Listed below are the fundamentals of the bill:
– Casinos positioned in Atlantic City will have the ability to utilize for a license to provide online gambling. Only the twelve official Atlantic City casinos is going to be entitled to the license. No other organizations can offer internet gambling, and face stiff fines should they do. All facilities useful for the operation of internet gambling must certanly be located within city limits; only bets which are received by a server in Atlantic City is going to be legal.
– Players must certanly be “physically present” in New Jersey to put wagers. As time goes on, New Jersey may develop agreements with other states where internet gambling is legal to permit out-of-state gambling. The casino’s equipment must verify players’ locations before accepting wagers.
– Any games available to play in the casinos may be played online. (For comparison, Nevada only allows poker.) Currently, yakin77 sports betting will not be protected by this bill, although their state of New Jersey is attempting to fight the federal statute barring the legalization of sports betting.
– The bill has all sorts of provisions to keep gambling addiction at bay, such as for example requiring the prominent display of the 1-800-GAMBLER hotline number, a way to set maximum bets and losses over a particular period of time, and tracking player losses to identify and limit users who may demonstrate addictive gambling behavior.

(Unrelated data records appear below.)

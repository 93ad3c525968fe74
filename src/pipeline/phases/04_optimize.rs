use super::analyze::render_insights;
use crate::llm::{generate_structured, BackendError};
use crate::output::{PlanningContext, WorkStream, WorkStreamCategory, WorkStreamPattern};
use crate::patterns::categories::dependency_rank;
use crate::pipeline::confidence::stream_confidence;
use crate::pipeline::context::PipelineContext;
use crate::pipeline::error::PipelineError;
use crate::pipeline::phase_trait::PipelineStage;
use crate::progress::ProgressEvent;
use async_trait::async_trait;
use serde::{Deserialize, Serialize};
use serde_json::{json, Value};
use std::collections::{HashMap, HashSet};
use std::sync::Arc;
use tracing::{debug, info, warn};

const STAGE: &str = "optimizer";
const DEPENDENCY_STAGE: &str = "dependencies";

const MIN_DELIVERABLES: usize = 3;
const MAX_DELIVERABLES: usize = 5;

/// Called after each workstream is generated with `(current, total, name)`;
/// `current` is 1-based.
pub type StreamProgressCallback = Arc<dyn Fn(usize, usize, &str) + Send + Sync>;

pub struct OptimizerInput {
    pub pattern: WorkStreamPattern,
    pub context: PlanningContext,
    pub insights: Value,
    pub on_progress: Option<StreamProgressCallback>,
}

impl OptimizerInput {
    pub fn new(pattern: WorkStreamPattern, context: PlanningContext, insights: Value) -> Self {
        Self {
            pattern,
            context,
            insights,
            on_progress: None,
        }
    }

    pub fn with_progress(mut self, callback: StreamProgressCallback) -> Self {
        self.on_progress = Some(callback);
        self
    }
}

#[derive(Debug, Serialize, Deserialize)]
struct GeneratedStream {
    name: String,
    description: String,
    deliverables: Vec<String>,
}

#[derive(Debug, Clone, Serialize, Deserialize)]
#[serde(rename_all = "camelCase")]
struct DependencyLink {
    workstream_id: String,
    #[serde(default)]
    depends_on: Vec<String>,
}

#[derive(Debug, Serialize, Deserialize)]
struct DependencyMap {
    dependencies: Vec<DependencyLink>,
}

/// Expands each pattern category into a concrete workstream, then links
/// the workstreams with dependencies.
pub struct StreamOptimizer {
    context: PipelineContext,
}

impl StreamOptimizer {
    pub fn new(context: PipelineContext) -> Self {
        Self { context }
    }

    async fn generate_stream(
        &self,
        index: usize,
        category: &WorkStreamCategory,
        input: &OptimizerInput,
    ) -> Result<WorkStream, PipelineError> {
        let request = self.context.structured_request(
            STAGE,
            build_stream_prompt(category, input),
            stream_schema(),
        );

        let generated: GeneratedStream = generate_structured(
            self.context.llm_client.as_ref(),
            request,
            &self.context.heuristic_logger,
        )
        .await
        .map_err(PipelineError::llm(STAGE))?;

        let deliverables = normalize_deliverables(generated.deliverables);
        if deliverables.len() < MIN_DELIVERABLES {
            return Err(PipelineError::InvalidOutput {
                stage: STAGE,
                message: format!(
                    "workstream for {} has {} deliverables, expected at least {}",
                    category.category,
                    deliverables.len(),
                    MIN_DELIVERABLES
                ),
            });
        }

        Ok(WorkStream {
            id: workstream_id(index),
            name: generated.name,
            category: category.category.clone(),
            description: generated.description,
            proportional_effort: category.weight,
            priority: category.priority,
            deliverables,
            dependencies: Vec::new(),
            confidence: stream_confidence(category.priority, category.weight),
        })
    }

    async fn link_dependencies(
        &self,
        workstreams: &[WorkStream],
    ) -> Result<Vec<DependencyLink>, BackendError> {
        let client = self.context.dependency_client();
        debug!(
            model = client.model_info().as_deref().unwrap_or("default"),
            "Linking workstream dependencies"
        );

        let request = self.context.structured_request(
            DEPENDENCY_STAGE,
            build_dependency_prompt(workstreams),
            dependency_schema(),
        );

        let map: DependencyMap =
            generate_structured(client.as_ref(), request, &self.context.heuristic_logger).await?;
        Ok(map.dependencies)
    }
}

– Revenue from online gambling will carry a 15% tax. The Christie administration states that about $180 million in revenue for their state is going to be generated from this tax, however many analysts think this number is seriously overestimated.
The state regulations, that your bill required the Division of Gaming Enforcement to produce, were released on June 3, and are susceptible to a “public comment period” until August 2 before being finalized. These rules include details such as for example how a casino acquires the appropriate licenses and procedures for maintaining network security on gambling sites.

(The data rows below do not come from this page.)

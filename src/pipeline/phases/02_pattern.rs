use crate::llm::generate_structured;
use crate::output::{BusinessIntent, WorkStreamCategory, WorkStreamPattern};
use crate::patterns::categories::{is_known, VOCABULARY};
use crate::patterns::{validate_pattern_weights, PatternRegistry};
use crate::pipeline::context::PipelineContext;
use crate::pipeline::error::PipelineError;
use crate::pipeline::phase_trait::PipelineStage;
use async_trait::async_trait;
use serde::{Deserialize, Serialize};
use serde_json::{json, Value};
use std::sync::Arc;
use tracing::{debug, info, warn};

const STAGE: &str = "pattern";

#[derive(Debug, Serialize, Deserialize)]
struct GeneratedPattern {
    streams: Vec<WorkStreamCategory>,
}

/// Resolves the workstream pattern for an intent: a registered plugin when
/// one exists and its weights hold, an LLM-generated pattern otherwise.
pub struct PatternProvider {
    context: PipelineContext,
    registry: Arc<PatternRegistry>,
}

impl PatternProvider {
    pub fn new(context: PipelineContext, registry: Arc<PatternRegistry>) -> Self {
        Self { context, registry }
    }

    fn from_plugin(&self, intent: &BusinessIntent) -> Option<WorkStreamPattern> {
        let Some(plugin) = self.registry.get_pattern(intent.initiative_type) else {
            debug!(initiative_type = %intent.initiative_type, "No pattern plugin registered");
            return None;
        };

        let pattern = plugin.analyze(intent);
        if validate_pattern_weights(&pattern) {
            info!(
                stage = STAGE,
                plugin = plugin.name(),
                streams = pattern.streams.len(),
                "Using registered pattern"
            );
            return Some(pattern);
        }

        warn!(
            plugin = plugin.name(),
            total = pattern.weight_sum(),
            "Plugin pattern weights outside tolerance, generating pattern instead"
        );
        None
    }

    async fn generate(&self, intent: &BusinessIntent) -> Result<WorkStreamPattern, PipelineError> {
        let request = self
            .context
            .structured_request(STAGE, build_prompt(intent), pattern_schema());

        let generated: GeneratedPattern = generate_structured(
            self.context.llm_client.as_ref(),
            request,
            &self.context.heuristic_logger,
        )
        .await
        .map_err(PipelineError::llm(STAGE))?;

        if generated.streams.is_empty() {
            return Err(PipelineError::InvalidOutput {
                stage: STAGE,
                message: "generated pattern has no streams".to_string(),
            });
        }

        for stream in generated.streams.iter().filter(|s| !is_known(&s.category)) {
            warn!(
                category = %stream.category,
                "Generated pattern uses a category outside the vocabulary"
            );
        }

        let total = generated.streams.iter().map(|s| s.weight).sum::<f64>();
        let pattern = WorkStreamPattern {
            initiative_type: intent.initiative_type,
            streams: generated.streams,
            total_weight: Some(total),
        };

        if !validate_pattern_weights(&pattern) {
            return Err(PipelineError::InvalidPattern {
                initiative_type: intent.initiative_type,
                total,
            });
        }

        info!(
            stage = STAGE,
            streams = pattern.streams.len(),
            total,
            "Generated pattern"
        );
        Ok(pattern)
    }
}

fn pattern_schema() -> Value {
    json!({
        "type": "object",
        "properties": {
            "streams": {
                "type": "array",
                "minItems": 3,
                "items": {
                    "type": "object",
                    "properties": {
                        "category": {"type": "string", "enum": VOCABULARY},
                        "weight": {"type": "number", "minimum": 0, "maximum": 100},
                        "priority": {
                            "type": "string",
                            "enum": ["critical", "high", "medium", "low"]
                        },
                        "description": {"type": "string"}
                    },
                    "required": ["category", "weight", "priority"]
                }
            }
        },
        "required": ["streams"]
    })
}

fn build_prompt(intent: &BusinessIntent) -> String {
    format!(
        r#"Design the workstream pattern for this initiative.

Initiative:
- Type: {initiative_type}
- Technology role: {technology_role}
- Business model: {business_model}
- Primary value creation: {value}
- Physical presence: {physical}
- Digital delivery: {digital}

Rules:
- Use only these categories, each at most once: {vocabulary}
- Include only the categories this initiative actually needs.
- weight is the percentage of total effort; weights MUST sum to 100.
- priority reflects how critical the category is to launching successfully.
"#,
        initiative_type = intent.initiative_type,
        technology_role = intent.technology_role.as_str(),
        business_model = intent.business_model,
        value = intent.primary_value_creation,
        physical = intent.is_physical,
        digital = intent.is_digital,
        vocabulary = VOCABULARY.join(", "),
    )
}

#[async_trait]
impl PipelineStage for PatternProvider {
    type Input = BusinessIntent;
    type Output = WorkStreamPattern;

    fn name(&self) -> &'static str {
        STAGE
    }

    async fn process(&self, intent: &BusinessIntent) -> Result<WorkStreamPattern, PipelineError> {
        match self.from_plugin(intent) {
            Some(pattern) => Ok(pattern),
            None => self.generate(intent).await,
        }
    }
}

#[cfg(test)]
mod tests {
    use super::*;
    use crate::llm::{MockLLMClient, MockResponse};
    use crate::output::{InitiativeType, Priority, TechnologyRole};

    fn intent(initiative_type: InitiativeType) -> BusinessIntent {
        BusinessIntent {
            initiative_type,
            technology_role: TechnologyRole::OperationalTool,
            business_model: "retail".to_string(),
            primary_value_creation: "regional distribution".to_string(),
            is_physical: true,
            is_digital: false,
            confidence: 0.8,
        }
    }

    fn provider(client: Arc<MockLLMClient>) -> PatternProvider {
        PatternProvider::new(
            PipelineContext::new(client),
            Arc::new(PatternRegistry::with_defaults()),
        )
    }

    fn generated(weights: &[(&str, f64)]) -> Value {
        let streams: Vec<Value> = weights
            .iter()
            .map(|(c, w)| json!({"category": c, "weight": w, "priority": "high"}))
            .collect();
        json!({ "streams": streams })
    }

    #[tokio::test]
    async fn test_registered_plugin_skips_llm() {
        let client = Arc::new(MockLLMClient::new());
        let pattern = provider(client.clone())
            .process(&intent(InitiativeType::BusinessLaunch))
            .await
            .unwrap();

        assert_eq!(pattern.streams.len(), 6);
        assert_eq!(pattern.total_weight, Some(100.0));
        assert_eq!(client.call_count(), 0);
    }

    #[tokio::test]
    async fn test_unregistered_type_generates_pattern() {
        let client = Arc::new(MockLLMClient::new());
        client.add_response(MockResponse::json(generated(&[
            ("operations", 30.0),
            ("marketing_sales", 40.0),
            ("supply_chain", 28.0),
        ])));

        let pattern = provider(client.clone())
            .process(&intent(InitiativeType::MarketExpansion))
            .await
            .unwrap();

        assert_eq!(pattern.initiative_type, InitiativeType::MarketExpansion);
        assert_eq!(pattern.streams.len(), 3);
        assert_eq!(pattern.total_weight, Some(98.0));
        assert_eq!(pattern.streams[1].priority, Priority::High);

        let prompt = client.calls()[0].request.user_content();
        assert!(prompt.contains("financial_management"));
        assert!(prompt.contains("market_expansion"));
    }

    #[tokio::test]
    async fn test_generated_pattern_out_of_tolerance_is_rejected() {
        let client = Arc::new(MockLLMClient::new());
        client.add_response(MockResponse::json(generated(&[
            ("operations", 30.0),
            ("marketing_sales", 30.0),
        ])));

        let err = provider(client)
            .process(&intent(InitiativeType::General))
            .await
            .unwrap_err();

        assert!(matches!(
            err,
            PipelineError::InvalidPattern { total, .. } if total == 60.0
        ));
    }

    #[tokio::test]
    async fn test_generated_pattern_without_streams_is_rejected() {
        let client = Arc::new(MockLLMClient::new());
        client.add_response(MockResponse::json(json!({"streams": []})));

        let err = provider(client)
            .process(&intent(InitiativeType::ProductLaunch))
            .await
            .unwrap_err();

        assert!(matches!(err, PipelineError::InvalidOutput { stage: "pattern", .. }));
    }
}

So, will online gambling actually benefit their state?
Revenues from Atlantic City casinos have now been on the decline for days gone by seven years, and online gambling could possibly be what saves the failing casinos. Since 2006, casino revenue has dropped from $5.2 billion to around $3 billion. Online gambling could be a $500 million to $1 billion industry in New Jersey, which might be enough to keep struggling casinos afloat and save jobs in Atlantic City. Further, even though estimates of tax revenue are all over the map, there is prospect of online gambling to be a considerably valuable supply of money for the state. The casinos will also have to pay a tax to the Casino Reinvestment Development Authority, that will provide further assistance to struggling casinos in Atlantic City.
For the player, low overhead costs mean better prizes and more opportunities to play. Casinos can incent players with free “chips” which have minimal costs for them but give players more opportunities to play and win. The ease of gambling online allows players to play more with less travel.
Among the goals of the bill is supposedly to attract more individuals to see the brick-and-mortar casinos, but it’s hard to express if online gambling will in actuality lead to this outcome. One could speculate it could even cause people to go to the casinos less (However, this seems unlikely; the social element and the free drinks are lost in online gambling. Also, research shows that, at the least with poker, internet gaming does not reduce casino gaming.) Advertising for the host casino is going to be allowed on the internet gambling sites, which might encourage people to see the casino but may be annoying for players.
Online gambling could possibly be seriously devastating for those who have gambling addictions, or even cause people to develop them, raising financial and moral concerns. Even with all the current preventative steps the bill requires, it will certainly be much harder to stop compulsive gamblers if they could place bets anywhere with a net connection.
Regardless, it will probably be described as a while prior to the casinos can start their online gambling offerings. The regulations need to be finalized and casinos need to utilize for licensure and develop their gambling websites. What this means is the casinos will not be enjoying this new supply of revenue throughout the 2013 summer season, that could be Atlantic City’s toughest season ever following recovery from Hurricane Sandy.